Friday, October 12, 2007

Where have the factories been closing fastest?

It may not be where you thought.

Courtesy: Nihon Keizai Shimbun
Evening edition of October 11, 2007


According to the Ministry of Economics, Trade and Industry, factory and workshops have been closing down fastest in the Tokyo Metropolitan District. In between the end of the year 2000 and the end of 2005, an incredible 28.0% of all TMD factories and workshops (fabrication facilities employing fewer than 3 persons) closed their doors.

During that same period of time, the population of the TMD grew 4.2%--more half a million persons.

A lot of service jobs opening up in Tokyo, it seems.

Other prefectures with significant percentage losses over the end 2000 - end 2005 period include:

Gifu - 23.7%
Nara - 23.5%
Osaka - 23.4%

Interesting in the above map is the position of Aichi among the top ranks of prefectures in terms of percentage of closures. If any part of Japan could preserve the many-layered pyramid of suppliers and sub-contractors, one would think it would be the home of Toyota Motors.

Also interesting are the contrasting fates of the Chūgoku Region and Shikoku. In Shikoku, manufacturing has basically collapsed. In the Chūgoku is has stayed relatively steady (let me be the first to say that the Nikkei's scaling is damn suspicious). If the graph is not entirely misleading, one might hazard a guess that exports to China have something to do with the relatively better survival rates of the Chūgoku region factories.

Another general rule--if you were an economic basket case to begin with, you did not lose nearly as many factories percentage-wise (yes, I'm talking about you, Hokkaidō)--unless your name is Akita, the prefecture with the highest suicide rates of all Japan.

Shizuoka's stability is understandable, given its role as the Tokaidō's industrial underbelly.

Shiga's is an untold story. The prefecture is doing something right--aside from the southern Kantō, Aichi, Fukuoka and those happy breeders down in Okinawa, Shiga is the only prefecture that has been consistently gaining population. It is also holding on to its factories.

Whatever romantic notions one may hold of Japan's true economic strengths, the country sure as heck was not clinging to a monozukuri culture during the Koizumi years. Indeed in general, the healthier the economy of a prefecture, the faster it was disposing of its factories.

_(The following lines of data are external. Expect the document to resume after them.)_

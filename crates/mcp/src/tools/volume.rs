// The six volume tools, all thin wrappers over the controller.

use std::sync::Arc;

use anyhow::Result;
use serde::Deserialize;
use volctl_core::{Preset, VolumeController, VolumeError, VolumeState};

use crate::protocol::{CallToolResult, ToolSchema};
use crate::tools::{json_schema_integer, json_schema_object, json_schema_string, Tool};

/// Serialize a controller outcome as a tool result.
///
/// Success carries the resulting state as JSON text; controller errors
/// become error results rather than adapter faults.
fn state_result(outcome: Result<VolumeState, VolumeError>) -> Result<CallToolResult> {
    match outcome {
        Ok(state) => Ok(CallToolResult::ok(serde_json::to_string(&state)?)),
        Err(err) => {
            tracing::warn!(error = %err, "volume operation failed");
            Ok(CallToolResult::err(err.to_string()))
        }
    }
}

/// Report the current volume level and mute status.
pub struct GetVolumeTool {
    controller: Arc<VolumeController>,
}

impl GetVolumeTool {
    pub fn new(controller: Arc<VolumeController>) -> Self {
        Self { controller }
    }
}

#[async_trait::async_trait]
impl Tool for GetVolumeTool {
    fn schema(&self) -> ToolSchema {
        ToolSchema {
            name: "get_volume".to_string(),
            description: "Get the current system volume level and mute status".to_string(),
            input_schema: json_schema_object(serde_json::json!({}), vec![]),
        }
    }

    async fn execute(&self, _arguments: serde_json::Value) -> Result<CallToolResult> {
        state_result(self.controller.get_volume())
    }
}

/// Set the master volume to a percentage.
pub struct SetVolumeTool {
    controller: Arc<VolumeController>,
}

impl SetVolumeTool {
    pub fn new(controller: Arc<VolumeController>) -> Self {
        Self { controller }
    }
}

#[derive(Debug, Deserialize)]
struct SetVolumeArgs {
    percent: i64,
}

#[async_trait::async_trait]
impl Tool for SetVolumeTool {
    fn schema(&self) -> ToolSchema {
        ToolSchema {
            name: "set_volume".to_string(),
            description: "Set the system volume to a specific percentage (0-100)".to_string(),
            input_schema: json_schema_object(
                serde_json::json!({
                    "percent": json_schema_integer("Target volume percentage", 0, 100),
                }),
                vec!["percent"],
            ),
        }
    }

    async fn execute(&self, arguments: serde_json::Value) -> Result<CallToolResult> {
        let args: SetVolumeArgs = match serde_json::from_value(arguments) {
            Ok(args) => args,
            Err(e) => return Ok(CallToolResult::err(format!("invalid arguments: {e}"))),
        };
        state_result(self.controller.set_volume(args.percent))
    }
}

/// Mute the system audio; the stored level is untouched.
pub struct MuteTool {
    controller: Arc<VolumeController>,
}

impl MuteTool {
    pub fn new(controller: Arc<VolumeController>) -> Self {
        Self { controller }
    }
}

#[async_trait::async_trait]
impl Tool for MuteTool {
    fn schema(&self) -> ToolSchema {
        ToolSchema {
            name: "mute".to_string(),
            description: "Mute the system audio without changing the volume level".to_string(),
            input_schema: json_schema_object(serde_json::json!({}), vec![]),
        }
    }

    async fn execute(&self, _arguments: serde_json::Value) -> Result<CallToolResult> {
        state_result(self.controller.mute())
    }
}

/// Unmute the system audio.
pub struct UnmuteTool {
    controller: Arc<VolumeController>,
}

impl UnmuteTool {
    pub fn new(controller: Arc<VolumeController>) -> Self {
        Self { controller }
    }
}

#[async_trait::async_trait]
impl Tool for UnmuteTool {
    fn schema(&self) -> ToolSchema {
        ToolSchema {
            name: "unmute".to_string(),
            description: "Unmute the system audio, restoring the previous level".to_string(),
            input_schema: json_schema_object(serde_json::json!({}), vec![]),
        }
    }

    async fn execute(&self, _arguments: serde_json::Value) -> Result<CallToolResult> {
        state_result(self.controller.unmute())
    }
}

/// Flip the current mute state.
pub struct ToggleMuteTool {
    controller: Arc<VolumeController>,
}

impl ToggleMuteTool {
    pub fn new(controller: Arc<VolumeController>) -> Self {
        Self { controller }
    }
}

#[async_trait::async_trait]
impl Tool for ToggleMuteTool {
    fn schema(&self) -> ToolSchema {
        ToolSchema {
            name: "toggle_mute".to_string(),
            description: "Toggle between muted and unmuted states".to_string(),
            input_schema: json_schema_object(serde_json::json!({}), vec![]),
        }
    }

    async fn execute(&self, _arguments: serde_json::Value) -> Result<CallToolResult> {
        state_result(self.controller.toggle_mute())
    }
}

/// Apply a named volume preset.
pub struct ApplyPresetTool {
    controller: Arc<VolumeController>,
}

impl ApplyPresetTool {
    pub fn new(controller: Arc<VolumeController>) -> Self {
        Self { controller }
    }
}

#[derive(Debug, Deserialize)]
struct ApplyPresetArgs {
    name: String,
}

#[async_trait::async_trait]
impl Tool for ApplyPresetTool {
    fn schema(&self) -> ToolSchema {
        let names: Vec<&str> = Preset::ALL.iter().map(|p| p.name()).collect();
        ToolSchema {
            name: "apply_preset".to_string(),
            description: "Apply a predefined volume preset".to_string(),
            input_schema: json_schema_object(
                serde_json::json!({
                    "name": json_schema_string("Preset to apply", &names),
                }),
                vec!["name"],
            ),
        }
    }

    async fn execute(&self, arguments: serde_json::Value) -> Result<CallToolResult> {
        let args: ApplyPresetArgs = match serde_json::from_value(arguments) {
            Ok(args) => args,
            Err(e) => return Ok(CallToolResult::err(format!("invalid arguments: {e}"))),
        };
        state_result(self.controller.apply_preset(&args.name))
    }
}

#[cfg(test)]
mod tests {
    use super::*;
    use volctl_core::FakeMixer;

    fn controller(level: u8, muted: bool) -> Arc<VolumeController> {
        Arc::new(VolumeController::new(Box::new(FakeMixer::new(
            level, muted,
        ))))
    }

    fn text_of(result: &CallToolResult) -> &str {
        let crate::protocol::Content::Text { text } = &result.content[0];
        text
    }

    #[tokio::test]
    async fn test_get_volume_returns_state_json() {
        let tool = GetVolumeTool::new(controller(42, false));
        let result = tool.execute(serde_json::json!({})).await.unwrap();

        assert!(result.is_error.is_none());
        let state: VolumeState = serde_json::from_str(text_of(&result)).unwrap();
        assert_eq!(state, VolumeState { level: 42, muted: false });
    }

    #[tokio::test]
    async fn test_set_volume_applies_percent() {
        let ctl = controller(10, false);
        let tool = SetVolumeTool::new(ctl.clone());
        let result = tool
            .execute(serde_json::json!({ "percent": 80 }))
            .await
            .unwrap();

        let state: VolumeState = serde_json::from_str(text_of(&result)).unwrap();
        assert_eq!(state.level, 80);
        assert_eq!(ctl.get_volume().unwrap().level, 80);
    }

    #[tokio::test]
    async fn test_set_volume_out_of_range_is_error_result() {
        let tool = SetVolumeTool::new(controller(10, false));
        let result = tool
            .execute(serde_json::json!({ "percent": 101 }))
            .await
            .unwrap();

        assert_eq!(result.is_error, Some(true));
        assert!(text_of(&result).contains("between 0 and 100"));
    }

    #[tokio::test]
    async fn test_set_volume_malformed_arguments() {
        let tool = SetVolumeTool::new(controller(10, false));
        let result = tool
            .execute(serde_json::json!({ "percent": "loud" }))
            .await
            .unwrap();
        assert_eq!(result.is_error, Some(true));
    }

    #[tokio::test]
    async fn test_apply_preset_unknown_name() {
        let ctl = controller(65, false);
        let tool = ApplyPresetTool::new(ctl.clone());
        let result = tool
            .execute(serde_json::json!({ "name": "BLARING" }))
            .await
            .unwrap();

        assert_eq!(result.is_error, Some(true));
        // State untouched on rejected lookup.
        assert_eq!(ctl.get_volume().unwrap().level, 65);
    }

    #[tokio::test]
    async fn test_mute_tool_preserves_level() {
        let tool = MuteTool::new(controller(33, false));
        let result = tool.execute(serde_json::json!({})).await.unwrap();
        let state: VolumeState = serde_json::from_str(text_of(&result)).unwrap();
        assert!(state.muted);
        assert_eq!(state.level, 33);
    }

    #[tokio::test]
    async fn test_device_unavailable_is_error_result() {
        let ctl = Arc::new(VolumeController::new(Box::new(FakeMixer::unplugged())));
        let tool = GetVolumeTool::new(ctl);
        let result = tool.execute(serde_json::json!({})).await.unwrap();

        assert_eq!(result.is_error, Some(true));
        assert!(text_of(&result).contains("unavailable"));
    }
}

The Nikkei's choice of subject and time frame is somewhat amusing. On the very same day, METI released figures showing that for the first time in 15 years total employment in manufacturing grew year-to-year in 2006.

Ken Worsley over at Japan Economy & News Blog has already offered his take on the 2006 numbers.

4 comments:

Anonymous said...

"Indeed in general, the healthier the economy of a prefecture, the faster it was disposing of its factories."

Thanks, that's very perceptive. This cuts to what is fundamental about capitalism.

Christopher said...

There are a lot of weird things going on.
Okayama city is experiencing a condo boom in spite of its citizens losing all those great, high paying metal bashing jobs and the city/prefecture teetering on the edge of bankruptcy. In the past 5 years almost every corner of what stands for the main drag has had a huge condo put up. Well, has the population of Okayama blasted through the sky? Or is it a sign of let's buy a condo as an investment?

Yes, Shikoku is a disaster. I was in Marugame the other day to see the Ernest Netto exhibit. Basically the shotengai of Marugame city is a desolate stretch of shuttered stores. We had a teishoku meal for 550 yen. My friends were amazed at how cheap it was. Marugame is seemingly trying to reinvent itself with let's build something cultural and then watch the money roll in. There is no money in Marugame.

Jan Moren said...

It's difficult to read out anything from this single data point. I would like to see:

* What are the proportional numbers for each region - ie. what proportion of Tokyo or Osaka TMD:s closed?

* How many such businesses opened at the same time (or is the nubmer the difference betwen opened and closed businesses)? What is the situation for small businesses in other sectors during the same time?

* What happened to larger businesses in the same sector?

It's all but impossible to say what is happening. But I would hazard a guess that this is connected to urbanization. The areas that have lost most small manufacturing are those with very dense and increasing population.

So, a small manufacturer may have been located in a semi-rural area twenty years ago. Now the same spot is crammed in between condos, single homes, cafes, cultural centers and whatnot. So there's less tolerance for noise and pollution; your transports become a hassle as trucks have to navigate urban streets; land prices are up and nearby land perhaps unattainable so you can't expand.

My guess a good deal of businesses simply leave for literally greener pastures in order to expand, or sell out - transfer work to larger competitors and sell the land to a developer.

MTC said...

janne morén -

The Nikkei article (it was very brief) mentioned conflicts arising from the noise & pollution of manufacturing and the increasing density of urban habitation as encouraging the closure of production facilities in the TMD and Osaka-fu.

If you know of studies that describe the loss of manufacturing faciilities in finer detail, I invite you to post the URLs.